|Reviews for A Tale of Death|
| xenolith chapter 1 . 8/16/2011
This is brilliant!
It's so weird though, reading it was quite nerve-wracking. On the one hand the short sentences and candid story telling made me read it like a rhyme, which is something I'd usually associate with comedy or a children's tale. And yet the subject matter is completely opposite. Death. And not just death, but another dead person. It was very morbid - and you really don't see enough of that around! Marvelous, really. Am now thoroughly inspired.
| cladovalleyahoo.com.br chapter 1 . 5/30/2011
This is unusual.. And very very good. It's short, but still make an impact. I loved it :)
| Tawny Owl chapter 1 . 5/25/2009
Oh my God - This was like a beautiful macabre fairy tale.
I loved the repitition of Death living in a duplex, which is probably where the fairy tale feeling came from. I also enjoyed the implication that he was there doing very human things while he was was waiting for the murder. Although you didn't give the game away until towards the end.
The image of Death holding up the watch and 'he's on a tight schedule, couldn't you tell?' was a brilliant moment, and really funny.

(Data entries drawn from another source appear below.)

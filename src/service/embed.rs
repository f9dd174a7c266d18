//! Relation embedding: inline related records by following an id-list field.

use crate::config::{record_id, Document, Record};
use serde_json::Value;
use std::collections::HashMap;

/// How one `_embed` value maps onto the document.
#[derive(Clone, Copy, Debug)]
pub struct EmbedSpec {
    /// Accepted `_embed` query value.
    pub name: &'static str,
    /// Field on the source record holding the related ids.
    pub ids_field: &'static str,
    /// Collection the ids point into.
    pub target_route: &'static str,
    /// Field written onto the response record.
    pub output_field: &'static str,
}

pub const PET: EmbedSpec = EmbedSpec {
    name: "pet",
    ids_field: "petIds",
    target_route: "pet",
    output_field: "pets",
};

/// Look up the embedding for an `_embed` value. Unknown values yield `None` and are ignored.
pub fn resolve(value: Option<&str>) -> Option<EmbedSpec> {
    match value {
        Some(v) if v == PET.name => Some(PET),
        _ => None,
    }
}

impl EmbedSpec {
    /// Decorate every record, indexing the target collection once.
    pub fn decorate_all<'a, I>(&self, records: I, document: &Document) -> Vec<Record>
    where
        I: IntoIterator<Item = &'a Record>,
    {
        let index = self.index(document);
        records.into_iter().map(|r| self.decorate_with(r, &index)).collect()
    }

    pub fn decorate(&self, record: &Record, document: &Document) -> Record {
        self.decorate_with(record, &self.index(document))
    }

    fn index<'d>(&self, document: &'d Document) -> HashMap<i64, &'d Record> {
        document
            .collection(self.target_route)
            .map(|c| {
                c.data
                    .iter()
                    .filter_map(|r| record_id(r).map(|id| (id, r)))
                    .collect()
            })
            .unwrap_or_default()
    }

    /// Missing targets become `null` in their slot; a record without the id field gets `[]`.
    fn decorate_with(&self, record: &Record, index: &HashMap<i64, &Record>) -> Record {
        let related: Vec<Value> = match record.get(self.ids_field) {
            Some(Value::Array(ids)) => ids
                .iter()
                .map(|id| {
                    id.as_i64()
                        .and_then(|id| index.get(&id))
                        .map_or(Value::Null, |r| Value::Object((*r).clone()))
                })
                .collect(),
            _ => Vec::new(),
        };
        let mut out = record.clone();
        out.insert(self.output_field.to_string(), Value::Array(related));
        out
    }
}

#[cfg(test)]
mod tests {
    use super::*;
    use serde_json::json;

    fn document() -> Document {
        serde_json::from_value(json!([
            {"route": "person", "properties": [], "data": [
                {"id": 1, "name": "Ann", "petIds": [2, 1]},
                {"id": 2, "name": "Bo", "petIds": [9]},
                {"id": 3, "name": "Cy"}
            ]},
            {"route": "pet", "properties": [], "data": [
                {"id": 1, "name": "Rex"},
                {"id": 2, "name": "Tom"}
            ]}
        ]))
        .unwrap()
    }

    #[test]
    fn only_pet_is_recognized() {
        assert!(resolve(Some("pet")).is_some());
        assert!(resolve(Some("pets")).is_none());
        assert!(resolve(Some("owner")).is_none());
        assert!(resolve(None).is_none());
    }

    #[test]
    fn pets_follow_pet_ids_order() {
        let doc = document();
        let ann = doc.collection("person").unwrap().find(1).unwrap();
        let out = PET.decorate(ann, &doc);
        assert_eq!(out["pets"], json!([{"id": 2, "name": "Tom"}, {"id": 1, "name": "Rex"}]));
        assert_eq!(out["petIds"], json!([2, 1]));
    }

    #[test]
    fn dangling_id_becomes_null_and_missing_field_empty() {
        let doc = document();
        let people = &doc.collection("person").unwrap().data;
        let out = PET.decorate_all(people, &doc);
        assert_eq!(out[1]["pets"], json!([null]));
        assert_eq!(out[2]["pets"], json!([]));
    }
}
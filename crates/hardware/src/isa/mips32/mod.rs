//! MIPS-32 Integer Subset.
//!
//! Defines the closed set of instructions understood by the assembler and the engine.
//!
//! # Structure
//!
//! - `opcodes`: Primary opcodes (bits 31-26).
//! - `funct`: Function codes (bits 5-0) for the `SPECIAL` and `SPECIAL2` opcodes.

/// Function code definitions for register-register operations.
pub mod funct;

/// Primary opcode definitions.
pub mod opcodes;
//! ALU arithmetic operations.
//!
//! Addition, subtraction, and multiplication on 32-bit words. Overflow wraps
//! modulo 2^32 and `mul` keeps only the low 32 bits of the product.

use crate::core::signals::AluFunction;

/// Executes an integer arithmetic operation.
///
/// Returns `0` for non-arithmetic functions.
pub const fn execute(func: AluFunction, a: u32, b: u32) -> u32 {
    match func {
        AluFunction::Add => a.wrapping_add(b),
        AluFunction::Sub => a.wrapping_sub(b),
        AluFunction::Mul => (a as i32).wrapping_mul(b as i32) as u32,
        _ => 0,
    }
}
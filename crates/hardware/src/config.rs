//! Configuration system for the MIPS simulator.
//!
//! This module defines the configuration structures used to parameterize a
//! run. It provides:
//! 1. **Defaults:** Baseline memory map (data segment base, initial stack pointer).
//! 2. **Structures:** Hierarchical config for general run control and memory layout.
//!
//! Configuration is supplied as JSON (the CLI's `--config` flag) or built with
//! `Config::default()`. Every field is optional in JSON and falls back to its default.

use serde::{Deserialize, Serialize};

/// Default configuration constants for the simulator.
mod defaults {
    use crate::common::constants;

    /// First address of the data segment (`.data` directives start here).
    pub const DATA_BASE: u32 = constants::DATA_BASE;

    /// Value of `$sp` at program start.
    pub const INITIAL_SP: u32 = constants::STACK_POINTER_INIT;
}

/// Root configuration structure for the simulator.
///
/// # Examples
///
/// ```
/// use mipsim_core::config::Config;
///
/// let json = r#"{
///     "general": { "trace_instructions": true, "max_steps": 500 },
///     "memory": { "data_base": 268500992 }
/// }"#;
///
/// let config = Config::from_json(json).unwrap();
/// assert!(config.general.trace_instructions);
/// assert_eq!(config.general.max_steps, Some(500));
/// assert_eq!(config.memory.data_base, 0x1001_0000);
/// assert_eq!(config.memory.initial_sp, 0x7FFF_FFFC);
/// ```
#[derive(Debug, Clone, Default, PartialEq, Eq, Deserialize, Serialize)]
pub struct Config {
    /// General simulation settings
    #[serde(default)]
    pub general: GeneralConfig,
    /// Memory layout
    #[serde(default)]
    pub memory: MemoryConfig,
}

impl Config {
    /// Parses a configuration from JSON text.
    ///
    /// # Errors
    ///
    /// Returns the `serde_json` error for malformed JSON or mistyped fields.
    pub fn from_json(text: &str) -> Result<Self, serde_json::Error> {
        serde_json::from_str(text)
    }
}

/// General simulation settings and options.
#[derive(Debug, Clone, Default, PartialEq, Eq, Deserialize, Serialize)]
pub struct GeneralConfig {
    /// Emit a trace line per executed instruction
    #[serde(default)]
    pub trace_instructions: bool,

    /// Upper bound on instructions executed by a run-to-completion call.
    /// `None` runs until the engine halts.
    #[serde(default)]
    pub max_steps: Option<u64>,
}

/// Memory layout configuration.
///
/// Code always starts at address 0; only the data segment and stack move.
#[derive(Debug, Clone, PartialEq, Eq, Deserialize, Serialize)]
pub struct MemoryConfig {
    /// Base address of the data segment
    #[serde(default = "MemoryConfig::default_data_base")]
    pub data_base: u32,

    /// Initial stack pointer
    #[serde(default = "MemoryConfig::default_initial_sp")]
    pub initial_sp: u32,
}

impl MemoryConfig {
    const fn default_data_base() -> u32 {
        defaults::DATA_BASE
    }

    const fn default_initial_sp() -> u32 {
        defaults::INITIAL_SP
    }
}

impl Default for MemoryConfig {
    fn default() -> Self {
        Self {
            data_base: defaults::DATA_BASE,
            initial_sp: defaults::INITIAL_SP,
        }
    }
}
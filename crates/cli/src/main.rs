//! MIPS-32 assembler and single-cycle simulator CLI.
//!
//! This binary is the external driver around `mipsim_core`. It performs:
//! 1. **Assemble:** Translate a source file to machine code (binary or hex text).
//! 2. **Run:** Assemble and execute a source file, to completion or one step at a time.

mod console;

use std::fs::{self, File};
use std::io::{self, BufWriter};
use std::process;

use clap::{Parser, Subcommand};
use tracing_subscriber::EnvFilter;

use mipsim_core::asm::Program;
use mipsim_core::config::Config;
use mipsim_core::core::HaltReason;
use mipsim_core::sim::loader::{FileSource, load_program};
use mipsim_core::sim::sink::{WordFormat, write_machine_code};
use mipsim_core::sim::{RunOutcome, Simulator};

use crate::console::ConsolePresenter;

#[derive(Parser, Debug)]
#[command(
    name = "mipsim",
    author,
    version,
    about = "MIPS-32 subset assembler and single-cycle simulator",
    long_about = "Assemble MIPS-32 source to machine code, or assemble and run it on a single-cycle datapath model.\n\nExamples:\n  mipsim assemble prog.asm -o prog.bin\n  mipsim run prog.asm\n  mipsim run prog.asm --step"
)]
struct Cli {
    #[command(subcommand)]
    command: Commands,
}

#[derive(Subcommand, Debug)]
enum Commands {
    /// Assemble a source file and write its machine code.
    Assemble {
        /// Assembly source file.
        file: String,

        /// Output file (stdout when omitted).
        #[arg(short, long)]
        output: Option<String>,

        /// Emit hex words instead of 32-bit binary strings.
        #[arg(long)]
        hex: bool,
    },

    /// Assemble and execute a source file.
    Run {
        /// Assembly source file.
        file: String,

        /// Wait for Enter between instructions.
        #[arg(long)]
        step: bool,

        /// Stop after this many instructions.
        #[arg(long)]
        max_steps: Option<u64>,

        /// JSON configuration file.
        #[arg(long)]
        config: Option<String>,

        /// Print every executed instruction with registers and memory.
        #[arg(long)]
        trace: bool,

        /// Print the final machine state as JSON.
        #[arg(long)]
        json: bool,
    },
}

fn main() {
    let cli = Cli::parse();

    let trace = matches!(cli.command, Commands::Run { trace: true, .. });
    init_tracing(trace);

    let code = match cli.command {
        Commands::Assemble { file, output, hex } => cmd_assemble(&file, output.as_deref(), hex),
        Commands::Run {
            file,
            step,
            max_steps,
            config,
            trace,
            json,
        } => cmd_run(&file, step, max_steps, config.as_deref(), trace, json),
    };
    process::exit(code);
}

fn init_tracing(trace: bool) {
    let default = if trace { "info" } else { "warn" };
    let filter = EnvFilter::try_from_default_env().unwrap_or_else(|_| EnvFilter::new(default));
    tracing_subscriber::fmt()
        .with_env_filter(filter)
        .with_writer(io::stderr)
        .init();
}

/// Loads and assembles `path`, printing diagnostics to stderr.
fn assemble_file(path: &str, config: &Config) -> Result<Program, i32> {
    let program = load_program(&FileSource::new(path), config).map_err(|e| {
        eprintln!("[!] {e}");
        1
    })?;
    for diag in &program.diagnostics {
        eprintln!("[!] {path}:{diag}");
    }
    tracing::debug!(
        path,
        slots = program.instructions.len(),
        diagnostics = program.diagnostics.len(),
        "assembled"
    );
    Ok(program)
}

/// Assembles a file and writes its machine code.
fn cmd_assemble(path: &str, output: Option<&str>, hex: bool) -> i32 {
    let program = match assemble_file(path, &Config::default()) {
        Ok(p) => p,
        Err(code) => return code,
    };
    let format = if hex { WordFormat::Hex } else { WordFormat::Binary };

    let written = match output {
        Some(out) => File::create(out)
            .and_then(|f| write_machine_code(&program, BufWriter::new(f), format)),
        None => write_machine_code(&program, io::stdout().lock(), format),
    };
    match written {
        Ok(n) => {
            if let Some(out) = output {
                println!("[*] Wrote {n} words to {out}");
            }
            i32::from(!program.is_ok())
        }
        Err(e) => {
            eprintln!("[!] Could not write machine code: {e}");
            1
        }
    }
}

/// Assembles and runs a file; exit status 0 only on a normal exit.
fn cmd_run(
    path: &str,
    step: bool,
    max_steps: Option<u64>,
    config_path: Option<&str>,
    trace: bool,
    json: bool,
) -> i32 {
    let mut config = match config_path {
        Some(p) => match fs::read_to_string(p).map_err(|e| e.to_string()).and_then(|text| {
            Config::from_json(&text).map_err(|e| e.to_string())
        }) {
            Ok(c) => c,
            Err(e) => {
                eprintln!("[!] Invalid config {p}: {e}");
                return 1;
            }
        },
        None => Config::default(),
    };
    if max_steps.is_some() {
        config.general.max_steps = max_steps;
    }
    config.general.trace_instructions |= trace;

    let program = match assemble_file(path, &config) {
        Ok(p) => p,
        Err(code) => return code,
    };

    let verbose = step || config.general.trace_instructions;
    let mut presenter = ConsolePresenter::new(verbose, step);
    let mut sim = Simulator::new(&program, config);
    let outcome = sim.run(&mut presenter);

    if let RunOutcome::StepLimit { steps } = outcome {
        eprintln!("\n[!] Stopped after {steps} steps (limit reached)");
    }
    sim.engine().stats().print();

    if json {
        match serde_json::to_string_pretty(&sim.engine().snapshot()) {
            Ok(text) => println!("{text}"),
            Err(e) => eprintln!("[!] Could not serialize snapshot: {e}"),
        }
    }

    i32::from(outcome != RunOutcome::Halted(HaltReason::NormalExit))
}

| Thimble Whim chapter 1 . 4/8/2009
ahaha.. that was awesome. Great job~ _
| Dreaming Of Something New chapter 1 . 4/4/2009
funny. Well written.
| anaa-pixie chapter 1 . 4/3/2009
ha! total sense!
| Noctilucous chapter 1 . 3/21/2009
Hey, I didn't know he was listening to techno music, I didn't know he was that groovy! lmao. Your story's good, keep up the good work! I like it.
| Plej chapter 1 . 3/17/2009
That was a pretty neat short. I like the quickness of it, and the humor. Keep up the good work.
| Fay Diablo chapter 1 . 3/16/2009
Oh, I freaking love this...
'Death lives in a duplex'...I can totally see that.
This is written very well.
| judevanderhall chapter 1 . 3/16/2009
I love the voice used. Even though you wrote in third person, you really get a feel for Death's voice, and all through his/her thoughts. It was well written and well executed. No lines were out of place, and no adjectives were used unnecessarily. Great job! It was a smashing effort.